*Your assignment*
Work out how many lines in the entries contain the string "static", and give nothing but that number.

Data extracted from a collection
--------

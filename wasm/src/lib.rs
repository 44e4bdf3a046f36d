//! WebAssembly module for the POS inventory frontend
//!
//! Runs the same stock rules as the server so the register can preview
//! results offline:
//! - recipe availability for composite products
//! - manual adjustment previews
//! - recipe cost

use rust_decimal::Decimal;
use std::str::FromStr;
use wasm_bindgen::prelude::*;

pub use shared::{
    check_availability, plan_stock_change, recipe_unit_cost, AdjustmentDirection,
    AvailabilityReport, RecipeRequirement, StockChange,
};

#[derive(serde::Deserialize)]
struct CostLine {
    quantity_needed: Decimal,
    unit_cost: Decimal,
}

/// Initialize the WASM module
#[wasm_bindgen(start)]
pub fn init() {
    web_sys::console::debug_1(&JsValue::from_str("pos-inventory-wasm ready"));
}

fn parse_quantity(value: &str) -> Result<Decimal, String> {
    Decimal::from_str(value.trim()).map_err(|e| format!("Invalid quantity '{}': {}", value, e))
}

fn availability_json(requirements_json: &str, quantity: &str) -> Result<String, String> {
    let requirements: Vec<RecipeRequirement> = serde_json::from_str(requirements_json)
        .map_err(|e| format!("Invalid recipe JSON: {}", e))?;
    let quantity = parse_quantity(quantity)?;
    shared::validate_positive_quantity(quantity)?;

    let report = check_availability(&requirements, quantity);
    serde_json::to_string(&report).map_err(|e| e.to_string())
}

fn adjustment_json(current_stock: &str, quantity: &str, direction: &str) -> Result<String, String> {
    let direction = match direction {
        "increase" => AdjustmentDirection::Increase,
        "decrease" => AdjustmentDirection::Decrease,
        other => return Err(format!("Invalid adjustment type '{}'", other)),
    };
    let current = parse_quantity(current_stock)?;
    let quantity = parse_quantity(quantity)?;
    shared::validate_positive_quantity(quantity)?;

    let change = plan_stock_change(current, direction.signed(quantity), direction.policy())
        .map_err(|e| e.to_string())?;
    serde_json::to_string(&change).map_err(|e| e.to_string())
}

fn cost_of(lines_json: &str) -> Result<String, String> {
    let lines: Vec<CostLine> =
        serde_json::from_str(lines_json).map_err(|e| format!("Invalid recipe JSON: {}", e))?;
    let cost = recipe_unit_cost(lines.into_iter().map(|l| (l.quantity_needed, l.unit_cost)));
    Ok(cost.to_string())
}

/// Evaluate a recipe (JSON array of requirements) for `quantity` units.
/// Returns the availability report as JSON.
#[wasm_bindgen]
pub fn check_recipe_availability(requirements_json: &str, quantity: &str) -> Result<String, JsValue> {
    availability_json(requirements_json, quantity).map_err(|e| JsValue::from_str(&e))
}

/// Preview a manual adjustment; decreases clamp at zero like the server does
#[wasm_bindgen]
pub fn preview_adjustment(current_stock: &str, quantity: &str, direction: &str) -> Result<String, JsValue> {
    adjustment_json(current_stock, quantity, direction).map_err(|e| JsValue::from_str(&e))
}

/// Unit cost of a recipe given `[{quantity_needed, unit_cost}]`
#[wasm_bindgen]
pub fn calculate_recipe_cost(lines_json: &str) -> Result<String, JsValue> {
    cost_of(lines_json).map_err(|e| JsValue::from_str(&e))
}

#[cfg(test)]
mod tests {
    use super::*;

    #[test]
    fn test_availability_json() {
        let recipe = r#"[{
            "ingredient_id": "6f1c1f7e-8d2a-4c55-9b7a-0c4d1f2e3a4b",
            "ingredient_name": "Flour",
            "quantity_needed": "5",
            "available": "100",
            "unit": "kg"
        }]"#;
        let json = availability_json(recipe, "10").unwrap();
        let report: AvailabilityReport = serde_json::from_str(&json).unwrap();
        assert!(report.can_manufacture);
        assert_eq!(report.max_quantity, 20);
    }

    #[test]
    fn test_adjustment_preview_clamps() {
        let json = adjustment_json("10", "30", "decrease").unwrap();
        let change: StockChange = serde_json::from_str(&json).unwrap();
        assert_eq!(change.new_stock, Decimal::ZERO);
        assert_eq!(change.quantity, Decimal::from(10));
    }

    #[test]
    fn test_adjustment_rejects_unknown_type() {
        assert!(adjustment_json("10", "1", "sideways").is_err());
        assert!(adjustment_json("10", "0", "increase").is_err());
    }

    #[test]
    fn test_recipe_cost() {
        let lines = r#"[{"quantity_needed": "5", "unit_cost": "2"}, {"quantity_needed": "0.5", "unit_cost": "3"}]"#;
        assert_eq!(Decimal::from_str(&cost_of(lines).unwrap()).unwrap(), Decimal::new(115, 1));
    }
}
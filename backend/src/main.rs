//! POS Inventory Core - Backend Server
//!
//! Multi-tenant stock ledger for point-of-sale stores: manual adjustments,
//! inter-store transfers, recipe-based manufacturing and sales.

use axum::{routing::get, Router};
use sqlx::postgres::PgPoolOptions;
use std::{net::SocketAddr, sync::Arc, time::Duration};
use tower::ServiceBuilder;
use tower_http::{
    compression::CompressionLayer,
    cors::{Any, CorsLayer},
    trace::TraceLayer,
};
use tracing_subscriber::{layer::SubscriberExt, util::SubscriberInitExt};

mod config;
mod error;
mod handlers;
mod middleware;
mod routes;
mod services;

pub use config::Config;

/// Application state shared across handlers
#[derive(Clone)]
pub struct AppState {
    pub db: sqlx::PgPool,
    pub config: Arc<Config>,
}

#[tokio::main]
async fn main() -> anyhow::Result<()> {
    tracing_subscriber::registry()
        .with(
            tracing_subscriber::EnvFilter::try_from_default_env()
                .unwrap_or_else(|_| "pos_server=debug,tower_http=debug,sqlx=warn".into()),
        )
        .with(tracing_subscriber::fmt::layer())
        .init();

    dotenvy::dotenv().ok();
    let config = config::Config::load()?;

    tracing::info!("Starting POS inventory server");
    tracing::info!("Environment: {}", config.environment);
    if config.jwt.secret.is_empty() {
        anyhow::bail!(
            "jwt.secret is not configured; set it in config/{}.toml or POS__JWT__SECRET",
            config.environment
        );
    }

    tracing::info!("Connecting to database...");
    let db_pool = PgPoolOptions::new()
        .max_connections(config.database.max_connections)
        .min_connections(config.database.min_connections)
        .acquire_timeout(Duration::from_secs(30))
        .connect(&config.database.url)
        .await?;

    tracing::info!("Database connection established");

    if config.environment == "development" {
        tracing::info!("Running database migrations...");
        sqlx::migrate!("./migrations").run(&db_pool).await?;
        tracing::info!("Migrations completed");
    }

    let addr: SocketAddr = format!("{}:{}", config.server.host, config.server.port).parse()?;

    let state = AppState {
        db: db_pool,
        config: Arc::new(config),
    };

    let app = create_app(state);

    tracing::info!("Listening on {}", addr);
    let listener = tokio::net::TcpListener::bind(addr).await?;
    axum::serve(listener, app).await?;

    Ok(())
}

/// Create the application router with all routes and middleware
fn create_app(state: AppState) -> Router {
    let cors = CorsLayer::new()
        .allow_origin(Any)
        .allow_methods(Any)
        .allow_headers(Any);

    Router::new()
        .route("/", get(root))
        .nest("/api/v1", routes::api_routes(state.clone()))
        .layer(
            ServiceBuilder::new()
                .layer(TraceLayer::new_for_http())
                .layer(CompressionLayer::new())
                .layer(cors),
        )
        .with_state(state)
}

/// Root endpoint
async fn root() -> &'static str {
    "POS Inventory API v1"
}
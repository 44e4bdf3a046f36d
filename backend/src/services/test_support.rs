//! Database fixtures for service tests

use rust_decimal::Decimal;
use sqlx::PgPool;
use uuid::Uuid;

pub fn dec(s: &str) -> Decimal {
    s.parse().unwrap()
}

pub async fn company(pool: &PgPool, name: &str) -> Uuid {
    sqlx::query_scalar("INSERT INTO companies (name) VALUES ($1) RETURNING id")
        .bind(name)
        .fetch_one(pool)
        .await
        .unwrap()
}

pub async fn store(pool: &PgPool, company_id: Uuid, name: &str) -> Uuid {
    sqlx::query_scalar("INSERT INTO stores (company_id, name) VALUES ($1, $2) RETURNING id")
        .bind(company_id)
        .bind(name)
        .fetch_one(pool)
        .await
        .unwrap()
}

pub async fn product(
    pool: &PgPool,
    store_id: Uuid,
    name: &str,
    sku: Option<&str>,
    stock: &str,
) -> Uuid {
    sqlx::query_scalar(
        r#"
        INSERT INTO products (store_id, name, sku, default_price, stock_quantity)
        VALUES ($1, $2, $3, 10, $4)
        RETURNING id
        "#,
    )
    .bind(store_id)
    .bind(name)
    .bind(sku)
    .bind(dec(stock))
    .fetch_one(pool)
    .await
    .unwrap()
}

pub async fn ingredient(pool: &PgPool, store_id: Uuid, name: &str, stock: &str) -> Uuid {
    sqlx::query_scalar(
        r#"
        INSERT INTO ingredients (store_id, name, unit, unit_cost, stock_quantity)
        VALUES ($1, $2, 'kg', 1.5, $3)
        RETURNING id
        "#,
    )
    .bind(store_id)
    .bind(name)
    .bind(dec(stock))
    .fetch_one(pool)
    .await
    .unwrap()
}

/// Attach a recipe line and mark the product composite
pub async fn recipe_line(pool: &PgPool, product_id: Uuid, ingredient_id: Uuid, quantity_needed: &str) {
    sqlx::query(
        r#"
        INSERT INTO product_recipes (product_id, ingredient_id, quantity_needed, unit)
        VALUES ($1, $2, $3, 'kg')
        "#,
    )
    .bind(product_id)
    .bind(ingredient_id)
    .bind(dec(quantity_needed))
    .execute(pool)
    .await
    .unwrap();

    sqlx::query("UPDATE products SET is_composite = TRUE WHERE id = $1")
        .bind(product_id)
        .execute(pool)
        .await
        .unwrap();
}

pub async fn product_stock(pool: &PgPool, product_id: Uuid) -> Decimal {
    sqlx::query_scalar("SELECT stock_quantity FROM products WHERE id = $1")
        .bind(product_id)
        .fetch_one(pool)
        .await
        .unwrap()
}

pub async fn ingredient_stock(pool: &PgPool, ingredient_id: Uuid) -> Decimal {
    sqlx::query_scalar("SELECT stock_quantity FROM ingredients WHERE id = $1")
        .bind(ingredient_id)
        .fetch_one(pool)
        .await
        .unwrap()
}

pub async fn count(pool: &PgPool, sql: &str, id: Uuid) -> i64 {
    sqlx::query_scalar(sql).bind(id).fetch_one(pool).await.unwrap()
}
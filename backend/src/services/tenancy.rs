//! Tenant scoping
//!
//! A caller only ever sees the stores of its own company. Every service
//! resolves this set first and filters all lookups through it.

use sqlx::PgExecutor;
use uuid::Uuid;

use crate::error::{AppError, AppResult};

/// The stores a company owns
#[derive(Debug, Clone)]
pub struct TenantScope {
    pub company_id: Uuid,
    store_ids: Vec<Uuid>,
}

impl TenantScope {
    /// Load the store set for a company
    pub async fn load<'e, E>(executor: E, company_id: Uuid) -> AppResult<Self>
    where
        E: PgExecutor<'e>,
    {
        let store_ids = sqlx::query_scalar::<_, Uuid>(
            "SELECT id FROM stores WHERE company_id = $1 ORDER BY created_at",
        )
        .bind(company_id)
        .fetch_all(executor)
        .await?;

        Ok(Self::new(company_id, store_ids))
    }

    pub fn new(company_id: Uuid, store_ids: Vec<Uuid>) -> Self {
        Self {
            company_id,
            store_ids,
        }
    }

    pub fn store_ids(&self) -> &[Uuid] {
        &self.store_ids
    }

    pub fn contains(&self, store_id: Uuid) -> bool {
        self.store_ids.contains(&store_id)
    }

    /// Foreign stores are reported exactly like missing ones
    pub fn ensure_store(&self, store_id: Uuid) -> AppResult<()> {
        if self.contains(store_id) {
            Ok(())
        } else {
            Err(AppError::NotFound("Store".to_string()))
        }
    }

    /// Narrow to a single store when the client asks for one
    pub fn narrow(&self, store_id: Option<Uuid>) -> AppResult<Vec<Uuid>> {
        match store_id {
            Some(id) => {
                self.ensure_store(id)?;
                Ok(vec![id])
            }
            None => Ok(self.store_ids.clone()),
        }
    }
}
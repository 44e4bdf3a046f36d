//! HTTP handlers for product stock movements, adjustments and alerts

use axum::{
    extract::{Query, State},
    http::StatusCode,
    response::IntoResponse,
    Json,
};
use serde::Deserialize;
use shared::{PaginatedResponse, Pagination};
use uuid::Uuid;

use crate::error::AppResult;
use crate::middleware::CurrentUser;
use crate::services::inventory::{
    InventoryService, MovementQuery, ProductMovement, StockAdjustmentInput, StockAlert,
};
use crate::AppState;

#[derive(Debug, Deserialize)]
pub struct AlertQuery {
    pub store_id: Option<Uuid>,
}

/// List product stock movements
pub async fn list_movements(
    State(state): State<AppState>,
    current_user: CurrentUser,
    Query(query): Query<MovementQuery>,
) -> AppResult<Json<PaginatedResponse<ProductMovement>>> {
    let limits = &state.config.inventory;
    let pagination = Pagination::from_query(
        query.page,
        query.per_page,
        limits.default_page_size,
        limits.max_page_size,
    );
    let service = InventoryService::new(state.db);
    let movements = service
        .list_movements(current_user.0.company_id, query, pagination)
        .await?;
    Ok(Json(movements))
}

/// Apply a manual stock adjustment
pub async fn create_adjustment(
    State(state): State<AppState>,
    current_user: CurrentUser,
    Json(input): Json<StockAdjustmentInput>,
) -> AppResult<impl IntoResponse> {
    let service = InventoryService::new(state.db);
    let result = service
        .adjust_stock(current_user.0.company_id, current_user.0.user_id, input)
        .await?;
    Ok((StatusCode::CREATED, Json(result)))
}

/// Low stock and out of stock alerts
pub async fn get_stock_alerts(
    State(state): State<AppState>,
    current_user: CurrentUser,
    Query(query): Query<AlertQuery>,
) -> AppResult<Json<Vec<StockAlert>>> {
    let service = InventoryService::new(state.db);
    let alerts = service
        .low_stock_alerts(current_user.0.company_id, query.store_id)
        .await?;
    Ok(Json(alerts))
}
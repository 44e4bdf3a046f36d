//! Business logic services for the POS inventory server

pub mod inventory;
pub mod ledger;
pub mod manufacturing;
pub mod pos;
pub mod recipe;
pub mod tenancy;
pub mod transfer;

#[cfg(test)]
pub(crate) mod test_support;

pub use inventory::InventoryService;
pub use manufacturing::ManufacturingService;
pub use pos::PosService;
pub use recipe::RecipeService;
pub use transfer::TransferService;

use rust_decimal::Decimal;
use validator::ValidationError;

const CODE_ALPHABET: &[u8] = b"ABCDEFGHIJKLMNOPQRSTUVWXYZ0123456789";

/// Milliseconds since the Unix epoch
pub(crate) fn epoch_millis() -> i64 {
    chrono::Utc::now().timestamp_millis()
}

/// Random uppercase alphanumeric code, drawn from a v4 UUID (at most 16 characters)
pub(crate) fn random_code(len: usize) -> String {
    uuid::Uuid::new_v4()
        .as_bytes()
        .iter()
        .take(len)
        .map(|b| CODE_ALPHABET[usize::from(*b) % CODE_ALPHABET.len()] as char)
        .collect()
}

fn validation_error(code: &'static str, message: &'static str) -> ValidationError {
    let mut err = ValidationError::new(code);
    err.message = Some(message.into());
    err
}

/// `validator` hook for strictly positive quantities
pub(crate) fn positive_quantity(quantity: &Decimal) -> Result<(), ValidationError> {
    shared::validate_positive_quantity(*quantity).map_err(|msg| validation_error("positive", msg))
}

/// `validator` hook for whole, positive unit counts
pub(crate) fn whole_units(quantity: &Decimal) -> Result<(), ValidationError> {
    shared::validate_whole_units(*quantity).map_err(|msg| validation_error("whole_units", msg))
}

--------

*Task response*
2